**Saved entries:**

■ ■ ■

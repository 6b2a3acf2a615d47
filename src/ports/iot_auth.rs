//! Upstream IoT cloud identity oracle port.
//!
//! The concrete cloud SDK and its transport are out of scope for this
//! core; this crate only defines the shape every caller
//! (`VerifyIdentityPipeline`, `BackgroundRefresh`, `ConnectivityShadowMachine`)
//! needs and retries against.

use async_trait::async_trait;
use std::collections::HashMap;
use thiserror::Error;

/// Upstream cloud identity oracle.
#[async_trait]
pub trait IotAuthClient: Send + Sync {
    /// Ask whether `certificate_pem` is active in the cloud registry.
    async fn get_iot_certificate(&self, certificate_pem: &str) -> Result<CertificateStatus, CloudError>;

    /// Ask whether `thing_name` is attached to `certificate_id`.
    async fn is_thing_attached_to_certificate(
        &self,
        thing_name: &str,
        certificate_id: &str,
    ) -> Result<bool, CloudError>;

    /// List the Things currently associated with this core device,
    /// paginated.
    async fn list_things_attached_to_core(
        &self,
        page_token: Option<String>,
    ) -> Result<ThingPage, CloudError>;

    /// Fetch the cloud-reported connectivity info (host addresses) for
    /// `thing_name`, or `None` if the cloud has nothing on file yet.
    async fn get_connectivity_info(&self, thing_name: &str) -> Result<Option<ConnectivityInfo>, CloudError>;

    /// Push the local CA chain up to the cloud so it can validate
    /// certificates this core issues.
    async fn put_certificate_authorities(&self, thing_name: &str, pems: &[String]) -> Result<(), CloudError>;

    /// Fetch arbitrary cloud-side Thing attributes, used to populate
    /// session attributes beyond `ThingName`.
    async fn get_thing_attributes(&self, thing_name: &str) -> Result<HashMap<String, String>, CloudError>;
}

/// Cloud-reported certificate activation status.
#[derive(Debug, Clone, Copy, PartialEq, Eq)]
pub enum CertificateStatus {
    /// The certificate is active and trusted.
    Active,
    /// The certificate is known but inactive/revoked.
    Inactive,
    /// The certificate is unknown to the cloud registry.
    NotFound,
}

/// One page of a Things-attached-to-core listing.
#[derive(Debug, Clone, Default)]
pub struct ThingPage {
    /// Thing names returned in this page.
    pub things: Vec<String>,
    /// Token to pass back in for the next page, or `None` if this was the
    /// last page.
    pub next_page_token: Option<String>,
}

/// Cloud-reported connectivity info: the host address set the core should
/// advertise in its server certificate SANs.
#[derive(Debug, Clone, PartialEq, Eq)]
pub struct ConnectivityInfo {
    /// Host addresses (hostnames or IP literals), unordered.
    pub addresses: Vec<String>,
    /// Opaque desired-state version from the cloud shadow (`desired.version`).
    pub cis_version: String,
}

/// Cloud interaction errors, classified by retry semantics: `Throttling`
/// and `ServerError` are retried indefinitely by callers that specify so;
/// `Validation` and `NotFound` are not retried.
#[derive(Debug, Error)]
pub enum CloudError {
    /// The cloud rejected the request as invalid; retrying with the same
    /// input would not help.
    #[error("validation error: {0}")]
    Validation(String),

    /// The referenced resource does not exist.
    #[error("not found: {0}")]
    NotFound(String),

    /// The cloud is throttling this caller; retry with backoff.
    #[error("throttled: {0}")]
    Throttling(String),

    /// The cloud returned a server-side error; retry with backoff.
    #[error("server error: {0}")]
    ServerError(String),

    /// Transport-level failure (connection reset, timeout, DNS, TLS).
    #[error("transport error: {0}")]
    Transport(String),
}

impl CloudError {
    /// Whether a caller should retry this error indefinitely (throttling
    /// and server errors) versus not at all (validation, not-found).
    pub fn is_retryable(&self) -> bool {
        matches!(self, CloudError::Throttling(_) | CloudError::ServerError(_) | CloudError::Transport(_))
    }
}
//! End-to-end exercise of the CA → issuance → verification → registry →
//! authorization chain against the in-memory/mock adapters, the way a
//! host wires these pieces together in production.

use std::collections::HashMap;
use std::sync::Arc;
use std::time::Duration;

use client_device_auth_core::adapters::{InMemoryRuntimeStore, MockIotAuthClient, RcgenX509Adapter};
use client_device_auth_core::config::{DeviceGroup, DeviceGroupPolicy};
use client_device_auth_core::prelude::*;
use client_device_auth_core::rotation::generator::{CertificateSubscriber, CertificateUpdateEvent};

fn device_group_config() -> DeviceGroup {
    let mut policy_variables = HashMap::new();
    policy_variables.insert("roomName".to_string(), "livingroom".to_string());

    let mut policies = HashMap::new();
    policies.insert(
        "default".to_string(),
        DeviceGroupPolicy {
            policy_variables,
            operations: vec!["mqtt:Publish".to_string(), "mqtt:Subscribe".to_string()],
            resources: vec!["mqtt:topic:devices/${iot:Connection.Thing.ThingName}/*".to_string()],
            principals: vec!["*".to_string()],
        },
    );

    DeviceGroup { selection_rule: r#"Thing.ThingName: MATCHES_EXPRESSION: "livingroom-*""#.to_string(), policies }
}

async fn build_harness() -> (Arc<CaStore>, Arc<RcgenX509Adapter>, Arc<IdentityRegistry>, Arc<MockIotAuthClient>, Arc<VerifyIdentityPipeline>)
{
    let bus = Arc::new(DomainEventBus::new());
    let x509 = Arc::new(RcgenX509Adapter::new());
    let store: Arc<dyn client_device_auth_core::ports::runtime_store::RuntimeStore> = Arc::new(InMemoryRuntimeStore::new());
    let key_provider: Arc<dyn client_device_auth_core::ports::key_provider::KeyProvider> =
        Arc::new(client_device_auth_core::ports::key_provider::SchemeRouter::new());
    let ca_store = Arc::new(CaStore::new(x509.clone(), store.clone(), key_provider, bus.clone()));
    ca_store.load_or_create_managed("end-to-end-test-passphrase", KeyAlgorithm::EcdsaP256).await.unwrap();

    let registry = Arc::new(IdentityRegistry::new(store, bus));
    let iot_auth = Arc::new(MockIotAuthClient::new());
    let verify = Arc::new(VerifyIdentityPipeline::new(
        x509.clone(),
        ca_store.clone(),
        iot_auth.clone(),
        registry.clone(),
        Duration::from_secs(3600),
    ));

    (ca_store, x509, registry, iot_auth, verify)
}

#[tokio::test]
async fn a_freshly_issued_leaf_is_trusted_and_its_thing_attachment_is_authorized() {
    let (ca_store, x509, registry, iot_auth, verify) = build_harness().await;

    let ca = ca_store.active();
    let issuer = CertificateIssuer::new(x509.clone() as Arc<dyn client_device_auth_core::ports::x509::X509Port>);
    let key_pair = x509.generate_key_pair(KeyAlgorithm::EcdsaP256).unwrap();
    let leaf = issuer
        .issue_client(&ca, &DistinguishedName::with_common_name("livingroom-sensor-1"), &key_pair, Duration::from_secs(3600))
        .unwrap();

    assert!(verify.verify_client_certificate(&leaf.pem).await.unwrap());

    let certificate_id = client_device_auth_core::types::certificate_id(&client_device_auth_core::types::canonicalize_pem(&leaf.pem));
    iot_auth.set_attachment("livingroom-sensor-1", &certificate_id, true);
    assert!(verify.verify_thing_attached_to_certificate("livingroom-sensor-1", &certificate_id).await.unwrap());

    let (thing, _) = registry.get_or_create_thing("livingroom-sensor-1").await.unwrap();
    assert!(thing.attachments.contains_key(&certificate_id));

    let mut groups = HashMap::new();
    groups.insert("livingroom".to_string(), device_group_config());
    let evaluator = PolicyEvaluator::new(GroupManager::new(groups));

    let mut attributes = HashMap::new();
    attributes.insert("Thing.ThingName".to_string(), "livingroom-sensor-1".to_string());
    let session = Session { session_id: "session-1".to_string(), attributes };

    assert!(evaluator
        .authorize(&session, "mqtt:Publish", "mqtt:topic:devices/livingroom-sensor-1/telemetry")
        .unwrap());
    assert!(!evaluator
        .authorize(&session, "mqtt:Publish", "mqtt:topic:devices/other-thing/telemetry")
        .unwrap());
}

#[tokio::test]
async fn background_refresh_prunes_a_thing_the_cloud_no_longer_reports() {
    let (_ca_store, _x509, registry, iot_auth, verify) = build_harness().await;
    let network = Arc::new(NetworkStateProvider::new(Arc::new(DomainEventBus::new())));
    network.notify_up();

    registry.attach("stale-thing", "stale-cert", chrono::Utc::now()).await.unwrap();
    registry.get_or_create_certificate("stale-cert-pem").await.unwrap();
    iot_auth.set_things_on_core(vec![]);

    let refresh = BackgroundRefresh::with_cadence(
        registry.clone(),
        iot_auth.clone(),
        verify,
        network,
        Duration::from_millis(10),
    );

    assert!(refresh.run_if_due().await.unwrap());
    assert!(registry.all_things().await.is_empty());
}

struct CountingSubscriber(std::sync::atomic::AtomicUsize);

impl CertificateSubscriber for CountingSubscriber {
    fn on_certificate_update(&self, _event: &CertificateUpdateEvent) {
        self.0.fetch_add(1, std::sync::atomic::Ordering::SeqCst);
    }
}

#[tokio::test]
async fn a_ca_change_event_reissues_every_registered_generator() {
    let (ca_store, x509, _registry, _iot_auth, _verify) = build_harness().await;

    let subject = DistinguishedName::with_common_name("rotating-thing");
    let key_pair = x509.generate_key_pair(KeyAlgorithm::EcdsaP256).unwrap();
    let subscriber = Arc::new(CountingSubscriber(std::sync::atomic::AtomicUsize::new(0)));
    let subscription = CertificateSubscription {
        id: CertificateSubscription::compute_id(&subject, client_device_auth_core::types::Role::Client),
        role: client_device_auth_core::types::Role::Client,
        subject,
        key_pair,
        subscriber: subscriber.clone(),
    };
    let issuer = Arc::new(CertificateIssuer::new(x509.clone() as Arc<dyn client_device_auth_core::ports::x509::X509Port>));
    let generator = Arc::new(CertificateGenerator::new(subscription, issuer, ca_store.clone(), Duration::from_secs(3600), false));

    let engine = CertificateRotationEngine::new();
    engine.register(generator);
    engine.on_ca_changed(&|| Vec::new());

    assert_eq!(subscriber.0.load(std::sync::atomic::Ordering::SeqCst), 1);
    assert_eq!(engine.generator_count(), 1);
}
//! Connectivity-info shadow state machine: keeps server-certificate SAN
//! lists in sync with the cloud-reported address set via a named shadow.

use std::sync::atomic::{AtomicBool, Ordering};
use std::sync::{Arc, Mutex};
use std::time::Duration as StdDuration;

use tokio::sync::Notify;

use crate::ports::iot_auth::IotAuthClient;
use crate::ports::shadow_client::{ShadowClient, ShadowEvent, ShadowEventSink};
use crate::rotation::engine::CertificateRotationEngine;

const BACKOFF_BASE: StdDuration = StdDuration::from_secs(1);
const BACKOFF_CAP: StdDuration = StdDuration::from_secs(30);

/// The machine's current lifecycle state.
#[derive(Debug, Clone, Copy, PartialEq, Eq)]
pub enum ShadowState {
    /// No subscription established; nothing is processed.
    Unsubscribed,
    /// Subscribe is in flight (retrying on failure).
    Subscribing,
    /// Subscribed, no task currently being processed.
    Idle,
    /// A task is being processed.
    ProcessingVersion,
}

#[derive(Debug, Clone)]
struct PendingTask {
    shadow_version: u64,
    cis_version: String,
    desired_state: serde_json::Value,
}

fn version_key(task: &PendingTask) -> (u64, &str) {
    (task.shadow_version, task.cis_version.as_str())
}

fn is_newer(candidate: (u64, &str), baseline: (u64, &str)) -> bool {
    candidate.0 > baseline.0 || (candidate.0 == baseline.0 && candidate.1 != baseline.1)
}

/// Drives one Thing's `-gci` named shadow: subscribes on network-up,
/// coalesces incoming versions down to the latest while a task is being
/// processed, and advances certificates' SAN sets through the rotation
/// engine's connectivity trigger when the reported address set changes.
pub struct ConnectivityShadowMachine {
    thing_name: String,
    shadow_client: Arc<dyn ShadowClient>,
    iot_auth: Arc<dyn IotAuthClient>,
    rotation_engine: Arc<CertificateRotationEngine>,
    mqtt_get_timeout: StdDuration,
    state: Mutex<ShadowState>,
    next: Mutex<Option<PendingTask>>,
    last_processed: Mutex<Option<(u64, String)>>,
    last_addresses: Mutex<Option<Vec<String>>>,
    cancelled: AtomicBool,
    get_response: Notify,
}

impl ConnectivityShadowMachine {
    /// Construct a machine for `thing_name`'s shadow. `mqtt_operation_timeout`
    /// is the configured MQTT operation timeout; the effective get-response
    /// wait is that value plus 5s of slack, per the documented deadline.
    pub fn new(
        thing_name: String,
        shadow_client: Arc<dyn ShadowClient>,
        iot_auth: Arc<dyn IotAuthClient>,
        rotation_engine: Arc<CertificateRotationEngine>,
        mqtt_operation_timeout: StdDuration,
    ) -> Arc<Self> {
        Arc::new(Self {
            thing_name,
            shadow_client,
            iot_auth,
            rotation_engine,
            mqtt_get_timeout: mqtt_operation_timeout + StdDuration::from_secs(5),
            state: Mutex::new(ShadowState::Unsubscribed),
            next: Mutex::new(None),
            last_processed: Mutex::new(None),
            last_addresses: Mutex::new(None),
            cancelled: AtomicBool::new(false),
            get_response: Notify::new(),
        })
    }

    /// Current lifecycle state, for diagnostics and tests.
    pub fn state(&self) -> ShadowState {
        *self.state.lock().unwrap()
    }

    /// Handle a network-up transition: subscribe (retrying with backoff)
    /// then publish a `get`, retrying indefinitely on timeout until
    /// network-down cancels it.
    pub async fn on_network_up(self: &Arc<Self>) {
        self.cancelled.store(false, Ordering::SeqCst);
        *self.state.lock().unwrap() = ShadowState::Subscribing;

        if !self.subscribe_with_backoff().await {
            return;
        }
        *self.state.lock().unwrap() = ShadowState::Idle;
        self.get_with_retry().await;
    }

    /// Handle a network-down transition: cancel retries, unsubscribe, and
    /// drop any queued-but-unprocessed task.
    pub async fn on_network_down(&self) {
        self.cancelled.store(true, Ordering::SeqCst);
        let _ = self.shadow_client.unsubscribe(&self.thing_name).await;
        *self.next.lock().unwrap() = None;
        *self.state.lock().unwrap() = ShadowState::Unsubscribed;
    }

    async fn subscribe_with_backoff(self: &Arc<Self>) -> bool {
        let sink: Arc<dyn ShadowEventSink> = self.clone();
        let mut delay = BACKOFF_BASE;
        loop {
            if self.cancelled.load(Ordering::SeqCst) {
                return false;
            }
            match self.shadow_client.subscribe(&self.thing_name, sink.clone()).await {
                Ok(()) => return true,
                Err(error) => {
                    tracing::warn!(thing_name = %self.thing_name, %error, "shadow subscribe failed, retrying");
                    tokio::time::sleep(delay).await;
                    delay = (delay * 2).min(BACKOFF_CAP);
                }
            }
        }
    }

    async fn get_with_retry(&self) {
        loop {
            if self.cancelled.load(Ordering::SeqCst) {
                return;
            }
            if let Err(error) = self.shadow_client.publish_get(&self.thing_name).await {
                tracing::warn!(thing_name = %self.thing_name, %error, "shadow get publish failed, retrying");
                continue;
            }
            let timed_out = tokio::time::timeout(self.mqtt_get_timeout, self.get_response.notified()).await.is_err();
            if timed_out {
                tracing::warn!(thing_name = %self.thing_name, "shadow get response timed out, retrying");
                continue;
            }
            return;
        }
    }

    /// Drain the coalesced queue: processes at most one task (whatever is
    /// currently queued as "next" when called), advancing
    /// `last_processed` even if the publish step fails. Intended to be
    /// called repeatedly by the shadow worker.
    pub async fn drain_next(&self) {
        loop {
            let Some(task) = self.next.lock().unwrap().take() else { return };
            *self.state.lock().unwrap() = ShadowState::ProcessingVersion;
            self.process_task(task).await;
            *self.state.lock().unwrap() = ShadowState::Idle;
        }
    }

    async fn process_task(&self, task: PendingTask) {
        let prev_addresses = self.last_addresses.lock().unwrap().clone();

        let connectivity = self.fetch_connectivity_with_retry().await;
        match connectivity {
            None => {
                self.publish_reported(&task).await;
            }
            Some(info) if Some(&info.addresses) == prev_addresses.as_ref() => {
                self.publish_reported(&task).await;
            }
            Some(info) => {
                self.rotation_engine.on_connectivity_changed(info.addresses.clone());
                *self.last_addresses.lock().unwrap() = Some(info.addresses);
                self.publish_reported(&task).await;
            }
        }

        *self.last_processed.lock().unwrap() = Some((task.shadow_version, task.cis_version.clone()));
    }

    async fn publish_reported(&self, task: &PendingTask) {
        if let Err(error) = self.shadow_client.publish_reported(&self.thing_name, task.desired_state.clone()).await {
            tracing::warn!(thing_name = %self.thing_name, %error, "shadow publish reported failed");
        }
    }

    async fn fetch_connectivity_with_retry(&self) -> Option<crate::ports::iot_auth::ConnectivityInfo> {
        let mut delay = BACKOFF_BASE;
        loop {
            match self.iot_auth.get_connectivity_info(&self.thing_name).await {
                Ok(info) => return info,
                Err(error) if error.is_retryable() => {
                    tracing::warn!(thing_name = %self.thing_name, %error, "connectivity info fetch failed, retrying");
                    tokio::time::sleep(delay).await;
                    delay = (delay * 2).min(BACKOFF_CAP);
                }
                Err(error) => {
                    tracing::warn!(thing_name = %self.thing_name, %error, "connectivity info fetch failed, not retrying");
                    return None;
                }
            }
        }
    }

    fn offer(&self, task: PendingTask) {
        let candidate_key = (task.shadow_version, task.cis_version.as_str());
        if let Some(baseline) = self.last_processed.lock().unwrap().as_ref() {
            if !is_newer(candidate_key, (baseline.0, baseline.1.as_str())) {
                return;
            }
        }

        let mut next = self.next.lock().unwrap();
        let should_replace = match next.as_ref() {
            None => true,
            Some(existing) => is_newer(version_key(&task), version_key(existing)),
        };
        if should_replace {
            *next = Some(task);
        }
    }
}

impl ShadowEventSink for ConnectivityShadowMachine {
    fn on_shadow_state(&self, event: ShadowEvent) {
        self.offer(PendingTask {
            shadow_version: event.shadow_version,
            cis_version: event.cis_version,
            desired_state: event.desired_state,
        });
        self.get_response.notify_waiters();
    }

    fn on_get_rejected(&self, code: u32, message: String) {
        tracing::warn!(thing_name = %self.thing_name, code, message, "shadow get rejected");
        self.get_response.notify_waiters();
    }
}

■ ■ ■

**What is required:**
Out of the data above, transcribe exactly and only the lines starting with the line that has "async fn subscribe_with_backoff(self: &Arc<Self>)" and going on through the line that has "async fn process_task(&self, task: PendingTask)", both included.

**Written reply:**
    async fn subscribe_with_backoff(self: &Arc<Self>) -> bool {
        let sink: Arc<dyn ShadowEventSink> = self.clone();
        let mut delay = BACKOFF_BASE;
        loop {
            if self.cancelled.load(Ordering::SeqCst) {
                return false;
            }
            match self.shadow_client.subscribe(&self.thing_name, sink.clone()).await {
                Ok(()) => return true,
                Err(error) => {
                    tracing::warn!(thing_name = %self.thing_name, %error, "shadow subscribe failed, retrying");
                    tokio::time::sleep(delay).await;
                    delay = (delay * 2).min(BACKOFF_CAP);
                }
            }
        }
    }

    async fn get_with_retry(&self) {
        loop {
            if self.cancelled.load(Ordering::SeqCst) {
                return;
            }
            if let Err(error) = self.shadow_client.publish_get(&self.thing_name).await {
                tracing::warn!(thing_name = %self.thing_name, %error, "shadow get publish failed, retrying");
                continue;
            }
            let timed_out = tokio::time::timeout(self.mqtt_get_timeout, self.get_response.notified()).await.is_err();
            if timed_out {
                tracing::warn!(thing_name = %self.thing_name, "shadow get response timed out, retrying");
                continue;
            }
            return;
        }
    }

    /// Drain the coalesced queue: processes at most one task (whatever is
    /// currently queued as "next" when called), advancing
    /// `last_processed` even if the publish step fails. Intended to be
    /// called repeatedly by the shadow worker.
    pub async fn drain_next(&self) {
        loop {
            let Some(task) = self.next.lock().unwrap().take() else { return };
            *self.state.lock().unwrap() = ShadowState::ProcessingVersion;
            self.process_task(task).await;
            *self.state.lock().unwrap() = ShadowState::Idle;
        }
    }

    async fn process_task(&self, task: PendingTask) {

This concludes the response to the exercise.